(Provided records begins)

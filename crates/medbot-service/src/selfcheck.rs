//! Service-boundary self check.
//!
//! Exercises `gen_ai_service` the way a deployment smoke test would:
//! construct it from a mock context, call both handlers, and confirm an
//! unauthenticated context is refused.  Nothing leaves the process.

use tracing::warn;

use medbot_catalog::KeywordRouter;
use medbot_contracts::{
    error::{MedbotError, MedbotResult},
    message::{ChatPayload, Message, Role},
};
use medbot_core::traits::{ExecutionContext, Responder};

use crate::{
    context::MockContext,
    service::{gen_ai_service, ServiceParams},
};

/// Outcome of one named check.
#[derive(Debug, Clone)]
pub struct CheckResult {
    pub name: &'static str,
    pub passed: bool,
    pub detail: String,
}

impl CheckResult {
    fn from_outcome(name: &'static str, outcome: MedbotResult<String>) -> Self {
        match outcome {
            Ok(detail) => Self { name, passed: true, detail },
            Err(e) => {
                warn!(check = name, error = %e, "self check failed");
                Self { name, passed: false, detail: e.to_string() }
            }
        }
    }
}

/// Run every check against `params`.  Checks are independent; one failing
/// does not stop the rest.
pub fn run_self_check(params: &ServiceParams) -> Vec<CheckResult> {
    vec![
        CheckResult::from_outcome("service construction", check_construction(params)),
        CheckResult::from_outcome("single-shot generation", check_generate(params)),
        CheckResult::from_outcome("streaming generation", check_stream(params)),
        CheckResult::from_outcome("message conversion", check_message_conversion()),
        CheckResult::from_outcome("token required", check_token_required(params)),
    ]
}

fn failed(reason: impl Into<String>) -> MedbotError {
    MedbotError::ConfigError { reason: reason.into() }
}

fn check_construction(params: &ServiceParams) -> MedbotResult<String> {
    let context = MockContext::new();
    let (_generate, _generate_stream) = gen_ai_service(&context, params)?;
    Ok("returned generate and generate_stream handlers".to_string())
}

fn check_generate(params: &ServiceParams) -> MedbotResult<String> {
    let context = MockContext::new();
    let (generate, _) = gen_ai_service(&context, params)?;

    let reply = generate(&context)?;
    if reply.role() != Role::Assistant {
        return Err(failed(format!("reply role was '{}'", reply.role())));
    }

    let router = KeywordRouter::load(params.catalog_path.as_deref())?;
    let question = context.get_json();
    let expected = question
        .last_user_message()
        .map(|m| router.route(m.content()))
        .ok_or(MedbotError::EmptyConversation)?;
    if reply.content() != expected {
        return Err(failed("reply does not match the catalog answer"));
    }

    Ok(format!("{} characters from the catalog", reply.content().len()))
}

fn check_stream(params: &ServiceParams) -> MedbotResult<String> {
    let context = MockContext::new();
    let (generate, generate_stream) = gen_ai_service(&context, params)?;

    let whole = generate(&context)?;
    let chunks: Vec<String> = generate_stream(&context)?.collect();
    if chunks.concat() != whole.content() {
        return Err(failed("streamed chunks do not reassemble to the single-shot reply"));
    }

    Ok(format!("{} chunks reassembled", chunks.len()))
}

fn check_message_conversion() -> MedbotResult<String> {
    let payload = ChatPayload::new(vec![Message::user("Hello"), Message::assistant("Hi there!")]);

    let json = serde_json::to_string(&payload).map_err(|e| failed(e.to_string()))?;
    let decoded: ChatPayload = serde_json::from_str(&json).map_err(|e| failed(e.to_string()))?;
    if decoded != payload {
        return Err(failed("payload changed across JSON conversion"));
    }

    Ok(format!("{} messages kept their roles", decoded.messages.len()))
}

fn check_token_required(params: &ServiceParams) -> MedbotResult<String> {
    let context = MockContext::new().with_token("");
    match gen_ai_service(&context, params) {
        Err(MedbotError::Authentication { .. }) => Ok("empty token rejected".to_string()),
        Err(other) => Err(other),
        Ok(_) => Err(failed("service accepted an empty token")),
    }
}
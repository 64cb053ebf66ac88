//! # medbot-core
//!
//! The seam traits and the session driver for MedBot.
//!
//! This crate provides:
//! - The three core traits (`Responder`, `TranscriptStore`, `ExecutionContext`)
//! - `ChatSession`, which wires a responder and a transcript together
//!
//! ## Usage
//!
//! ```rust,ignore
//! use medbot_core::{ChatSession, traits::{Responder, TranscriptStore}};
//! ```

pub mod session;
pub mod traits;

pub use session::ChatSession;

#[cfg(test)]
mod tests {
    use std::sync::{Arc, Mutex};

    use medbot_contracts::{
        error::{MedbotError, MedbotResult},
        message::{Message, Role},
        session::SessionId,
    };

    use crate::{
        session::ChatSession,
        traits::{Responder, TranscriptStore},
    };

    // ── Mock implementations ──────────────────────────────────────────────────

    /// Echoes "reply" for any input containing "ping", "fallback" otherwise,
    /// and counts how often it was consulted.
    struct MockResponder {
        calls: Arc<Mutex<u32>>,
    }

    impl Responder for MockResponder {
        fn route(&self, input: &str) -> &str {
            *self.calls.lock().unwrap() += 1;
            if input.contains("ping") {
                "reply"
            } else {
                "fallback"
            }
        }
    }

    struct MockTranscript {
        messages: Arc<Mutex<Vec<Message>>>,
        fail: bool,
    }

    impl MockTranscript {
        fn new() -> Self {
            Self { messages: Arc::new(Mutex::new(Vec::new())), fail: false }
        }
    }

    impl TranscriptStore for MockTranscript {
        fn append(&self, role: Role, content: &str) -> MedbotResult<()> {
            if self.fail {
                return Err(MedbotError::TranscriptWriteFailed {
                    reason: "store offline".to_string(),
                });
            }
            self.messages.lock().unwrap().push(Message::new(role, content));
            Ok(())
        }

        fn all(&self) -> MedbotResult<Vec<Message>> {
            Ok(self.messages.lock().unwrap().clone())
        }
    }

    fn make_session(transcript: MockTranscript) -> (ChatSession, Arc<Mutex<u32>>) {
        let calls = Arc::new(Mutex::new(0));
        let responder = MockResponder { calls: calls.clone() };
        let session = ChatSession::new(SessionId::new(), Arc::new(responder), Box::new(transcript));
        (session, calls)
    }

    // ── Test cases ────────────────────────────────────────────────────────────

    #[test]
    fn test_turn_returns_responder_reply() {
        let (session, calls) = make_session(MockTranscript::new());

        assert_eq!(session.turn("ping").unwrap(), "reply");
        assert_eq!(session.turn("something else").unwrap(), "fallback");
        assert_eq!(*calls.lock().unwrap(), 2);
    }

    /// Each turn appends the user message then the reply, in that order.
    #[test]
    fn test_turn_records_both_sides_in_order() {
        let transcript = MockTranscript::new();
        let messages = transcript.messages.clone();
        let (session, _) = make_session(transcript);

        session.turn("ping one").unwrap();
        session.turn("two").unwrap();

        let recorded = messages.lock().unwrap();
        assert_eq!(recorded.len(), 4);
        assert_eq!(recorded[0], Message::user("ping one"));
        assert_eq!(recorded[1], Message::assistant("reply"));
        assert_eq!(recorded[2], Message::user("two"));
        assert_eq!(recorded[3], Message::assistant("fallback"));
    }

    #[test]
    fn test_history_reads_through_to_store() {
        let (session, _) = make_session(MockTranscript::new());
        session.turn("ping").unwrap();

        let history = session.history().unwrap();
        assert_eq!(history.len(), 2);
        assert_eq!(history[0].role(), Role::User);
        assert_eq!(history[1].role(), Role::Assistant);
    }

    #[test]
    fn test_transcript_failure_surfaces_as_error() {
        let mut transcript = MockTranscript::new();
        transcript.fail = true;
        let (session, _) = make_session(transcript);

        match session.turn("ping") {
            Err(MedbotError::TranscriptWriteFailed { reason }) => {
                assert!(reason.contains("store offline"));
            }
            other => panic!("expected TranscriptWriteFailed, got {:?}", other),
        }
    }
}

(Provided records ends)

**Work item**
Would you give the entries back word for word?

**Worked solution**
filename crates/medbot-service/src/selfcheck.rs
//! Service-boundary self check.
//!
//! Exercises `gen_ai_service` the way a deployment smoke test would:
//! construct it from a mock context, call both handlers, and confirm an
//! unauthenticated context is refused.  Nothing leaves the process.

use tracing::warn;

use medbot_catalog::KeywordRouter;
use medbot_contracts::{
    error::{MedbotError, MedbotResult},
    message::{ChatPayload, Message, Role},
};
use medbot_core::traits::{ExecutionContext, Responder};

use crate::{
    context::MockContext,
    service::{gen_ai_service, ServiceParams},
};

/// Outcome of one named check.
#[derive(Debug, Clone)]
pub struct CheckResult {
    pub name: &'static str,
    pub passed: bool,
    pub detail: String,
}

impl CheckResult {
    fn from_outcome(name: &'static str, outcome: MedbotResult<String>) -> Self {
        match outcome {
            Ok(detail) => Self { name, passed: true, detail },
            Err(e) => {
                warn!(check = name, error = %e, "self check failed");
                Self { name, passed: false, detail: e.to_string() }
            }
        }
    }
}

/// Run every check against `params`.  Checks are independent; one failing
/// does not stop the rest.
pub fn run_self_check(params: &ServiceParams) -> Vec<CheckResult> {
    vec![
        CheckResult::from_outcome("service construction", check_construction(params)),
        CheckResult::from_outcome("single-shot generation", check_generate(params)),
        CheckResult::from_outcome("streaming generation", check_stream(params)),
        CheckResult::from_outcome("message conversion", check_message_conversion()),
        CheckResult::from_outcome("token required", check_token_required(params)),
    ]
}

fn failed(reason: impl Into<String>) -> MedbotError {
    MedbotError::ConfigError { reason: reason.into() }
}

fn check_construction(params: &ServiceParams) -> MedbotResult<String> {
    let context = MockContext::new();
    let (_generate, _generate_stream) = gen_ai_service(&context, params)?;
    Ok("returned generate and generate_stream handlers".to_string())
}

fn check_generate(params: &ServiceParams) -> MedbotResult<String> {
    let context = MockContext::new();
    let (generate, _) = gen_ai_service(&context, params)?;

    let reply = generate(&context)?;
    if reply.role() != Role::Assistant {
        return Err(failed(format!("reply role was '{}'", reply.role())));
    }

    let router = KeywordRouter::load(params.catalog_path.as_deref())?;
    let question = context.get_json();
    let expected = question
        .last_user_message()
        .map(|m| router.route(m.content()))
        .ok_or(MedbotError::EmptyConversation)?;
    if reply.content() != expected {
        return Err(failed("reply does not match the catalog answer"));
    }

    Ok(format!("{} characters from the catalog", reply.content().len()))
}

fn check_stream(params: &ServiceParams) -> MedbotResult<String> {
    let context = MockContext::new();
    let (generate, generate_stream) = gen_ai_service(&context, params)?;

    let whole = generate(&context)?;
    let chunks: Vec<String> = generate_stream(&context)?.collect();
    if chunks.concat() != whole.content() {
        return Err(failed("streamed chunks do not reassemble to the single-shot reply"));
    }

    Ok(format!("{} chunks reassembled", chunks.len()))
}

fn check_message_conversion() -> MedbotResult<String> {
    let payload = ChatPayload::new(vec![Message::user("Hello"), Message::assistant("Hi there!")]);

    let json = serde_json::to_string(&payload).map_err(|e| failed(e.to_string()))?;
    let decoded: ChatPayload = serde_json::from_str(&json).map_err(|e| failed(e.to_string()))?;
    if decoded != payload {
        return Err(failed("payload changed across JSON conversion"));
    }

    Ok(format!("{} messages kept their roles", decoded.messages.len()))
}

fn check_token_required(params: &ServiceParams) -> MedbotResult<String> {
    let context = MockContext::new().with_token("");
    match gen_ai_service(&context, params) {
        Err(MedbotError::Authentication { .. }) => Ok("empty token rejected".to_string()),
        Err(other) => Err(other),
        Ok(_) => Err(failed("service accepted an empty token")),
    }
}
repository 64cb053ebf66ac88
//! # medbot-core
//!
//! The seam traits and the session driver for MedBot.
//!
//! This crate provides:
//! - The three core traits (`Responder`, `TranscriptStore`, `ExecutionContext`)
//! - `ChatSession`, which wires a responder and a transcript together
//!
//! ## Usage
//!
//! ```rust,ignore
//! use medbot_core::{ChatSession, traits::{Responder, TranscriptStore}};
//! ```

pub mod session;
pub mod traits;

pub use session::ChatSession;

#[cfg(test)]
mod tests {
    use std::sync::{Arc, Mutex};

    use medbot_contracts::{
        error::{MedbotError, MedbotResult},
        message::{Message, Role},
        session::SessionId,
    };

    use crate::{
        session::ChatSession,
        traits::{Responder, TranscriptStore},
    };

    // ── Mock implementations ──────────────────────────────────────────────────

    /// Echoes "reply" for any input containing "ping", "fallback" otherwise,
    /// and counts how often it was consulted.
    struct MockResponder {
        calls: Arc<Mutex<u32>>,
    }

    impl Responder for MockResponder {
        fn route(&self, input: &str) -> &str {
            *self.calls.lock().unwrap() += 1;
            if input.contains("ping") {
                "reply"
            } else {
                "fallback"
            }
        }
    }

    struct MockTranscript {
        messages: Arc<Mutex<Vec<Message>>>,
        fail: bool,
    }

    impl MockTranscript {
        fn new() -> Self {
            Self { messages: Arc::new(Mutex::new(Vec::new())), fail: false }
        }
    }

    impl TranscriptStore for MockTranscript {
        fn append(&self, role: Role, content: &str) -> MedbotResult<()> {
            if self.fail {
                return Err(MedbotError::TranscriptWriteFailed {
                    reason: "store offline".to_string(),
                });
            }
            self.messages.lock().unwrap().push(Message::new(role, content));
            Ok(())
        }

        fn all(&self) -> MedbotResult<Vec<Message>> {
            Ok(self.messages.lock().unwrap().clone())
        }
    }

    fn make_session(transcript: MockTranscript) -> (ChatSession, Arc<Mutex<u32>>) {
        let calls = Arc::new(Mutex::new(0));
        let responder = MockResponder { calls: calls.clone() };
        let session = ChatSession::new(SessionId::new(), Arc::new(responder), Box::new(transcript));
        (session, calls)
    }

    // ── Test cases ────────────────────────────────────────────────────────────

    #[test]
    fn test_turn_returns_responder_reply() {
        let (session, calls) = make_session(MockTranscript::new());

        assert_eq!(session.turn("ping").unwrap(), "reply");
        assert_eq!(session.turn("something else").unwrap(), "fallback");
        assert_eq!(*calls.lock().unwrap(), 2);
    }

    /// Each turn appends the user message then the reply, in that order.
    #[test]
    fn test_turn_records_both_sides_in_order() {
        let transcript = MockTranscript::new();
        let messages = transcript.messages.clone();
        let (session, _) = make_session(transcript);

        session.turn("ping one").unwrap();
        session.turn("two").unwrap();

        let recorded = messages.lock().unwrap();
        assert_eq!(recorded.len(), 4);
        assert_eq!(recorded[0], Message::user("ping one"));
        assert_eq!(recorded[1], Message::assistant("reply"));
        assert_eq!(recorded[2], Message::user("two"));
        assert_eq!(recorded[3], Message::assistant("fallback"));
    }

    #[test]
    fn test_history_reads_through_to_store() {
        let (session, _) = make_session(MockTranscript::new());
        session.turn("ping").unwrap();

        let history = session.history().unwrap();
        assert_eq!(history.len(), 2);
        assert_eq!(history[0].role(), Role::User);
        assert_eq!(history[1].role(), Role::Assistant);
    }

    #[test]
    fn test_transcript_failure_surfaces_as_error() {
        let mut transcript = MockTranscript::new();
        transcript.fail = true;
        let (session, _) = make_session(transcript);

        match session.turn("ping") {
            Err(MedbotError::TranscriptWriteFailed { reason }) => {
                assert!(reason.contains("store offline"));
            }
            other => panic!("expected TranscriptWriteFailed, got {:?}", other),
        }
    }
}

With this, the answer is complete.